In the present invention, when a branched polymer is produced by copolymerization of ethylene oxide and a glycidyl ether compound, the catalyst composition containing the aforementioned component A and component B as the catalyst composition is used in the above-mentioned usage amount, that is, ethylene oxide and glycidyl ether. It is used in such an amount that the mol% of Al atoms relative to the compound is 0.01 to 5.0, more preferably 0.1 to 3.0, and particularly preferably 0.4 to 1.5. And glycidyl ether compound can be copolymerized in the same manner as when other known catalysts are used, for example, an alkali metal alkoxide or alkali metal at room temperature in the presence of an inert gas, in a non-aqueous atmosphere. Add the required amount of ethylene oxide and glycidyl to the solution obtained by adding the hydroxide to an appropriate solvent and adding the organoaluminum compound. Was added ether compound, it is possible to polymerizing.

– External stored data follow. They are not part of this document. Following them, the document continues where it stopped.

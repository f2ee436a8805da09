//! File-backed browser state: durable storage and cookies survive between
//! replay runs the way they survive page loads in a real browser.

use std::collections::BTreeMap;
use std::fs;
use std::path::{Path, PathBuf};
use std::sync::{Mutex, PoisonError};

use anyhow::{Context, Result};
use behavior_tracker::{CookieJar, KeyValueStore, TrackerError};
use serde::{Deserialize, Serialize};

#[derive(Debug, Default, Clone, Serialize, Deserialize)]
struct Snapshot {
    #[serde(default)]
    storage: BTreeMap<String, String>,
    #[serde(default)]
    cookies: BTreeMap<String, String>,
}

pub struct FileState {
    path: PathBuf,
    snapshot: Mutex<Snapshot>,
}

impl FileState {
    /// Load state from `path`; a missing file starts empty.
    pub fn open(path: &Path) -> Result<Self> {
        let snapshot = match fs::read_to_string(path) {
            Ok(raw) => serde_json::from_str(&raw)
                .with_context(|| format!("corrupt state file {}", path.display()))?,
            Err(e) if e.kind() == std::io::ErrorKind::NotFound => Snapshot::default(),
            Err(e) => {
                return Err(e).with_context(|| format!("reading state file {}", path.display()))
            }
        };

        Ok(Self {
            path: path.to_path_buf(),
            snapshot: Mutex::new(snapshot),
        })
    }

    fn update(&self, f: impl FnOnce(&mut Snapshot)) -> behavior_tracker::Result<()> {
        let mut snapshot = self.snapshot.lock().unwrap_or_else(PoisonError::into_inner);
        f(&mut snapshot);
        let raw = serde_json::to_string_pretty(&*snapshot)
            .map_err(|e| TrackerError::Storage(e.to_string()))?;
        fs::write(&self.path, raw)
            .map_err(|e| TrackerError::Storage(format!("{}: {e}", self.path.display())))
    }
}

impl KeyValueStore for FileState {
    fn get(&self, key: &str) -> Option<String> {
        self.snapshot
            .lock()
            .unwrap_or_else(PoisonError::into_inner)
            .storage
            .get(key)
            .cloned()
    }

    fn set(&self, key: &str, value: &str) -> behavior_tracker::Result<()> {
        self.update(|s| {
            s.storage.insert(key.to_string(), value.to_string());
        })
    }
}

impl CookieJar for FileState {
    fn cookie_header(&self) -> String {
        self.snapshot
            .lock()
            .unwrap_or_else(PoisonError::into_inner)
            .cookies
            .iter()
            .map(|(n, v)| format!("{n}={v}"))
            .collect::<Vec<_>>()
            .join("; ")
    }

    fn set_cookie(&self, line: &str) -> behavior_tracker::Result<()> {
        let pair = line.split(';').next().unwrap_or_default();
        let (name, value) = pair
            .split_once('=')
            .ok_or_else(|| TrackerError::Storage(format!("malformed cookie: {line}")))?;
        self.update(|s| {
            s.cookies
                .insert(name.trim().to_string(), value.trim().to_string());
        })
    }
}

  In the production method of the present invention, known solvents used for the polymerization of ethylene oxide can be used as the solvent for the polymerization. For example, ethers, aliphatic hydrocarbons, aromatic hydrocarbons, halogenated solvents, ketones Can be used. At this time, one of these solvents or two or more of them can be used in combination, and among them, n-butane, isobutane, n-pentane, cyclopentane, industrial hexane, n-hexane, isohexane, cyclohexane , N-heptane, n-octane, and isooctane are easy to dry the polymer powder having a branch as a product polymer, and the polymer having a branch does not dissolve, so that the powder can be handled without agglomeration. It can be particularly preferably used.

  The reaction temperature (polymerization temperature) for carrying out the production method of the present invention is not particularly limited as long as it is a general temperature, but can be in the same temperature range as in the conventional case, and 0 to 50 ° C. preferable.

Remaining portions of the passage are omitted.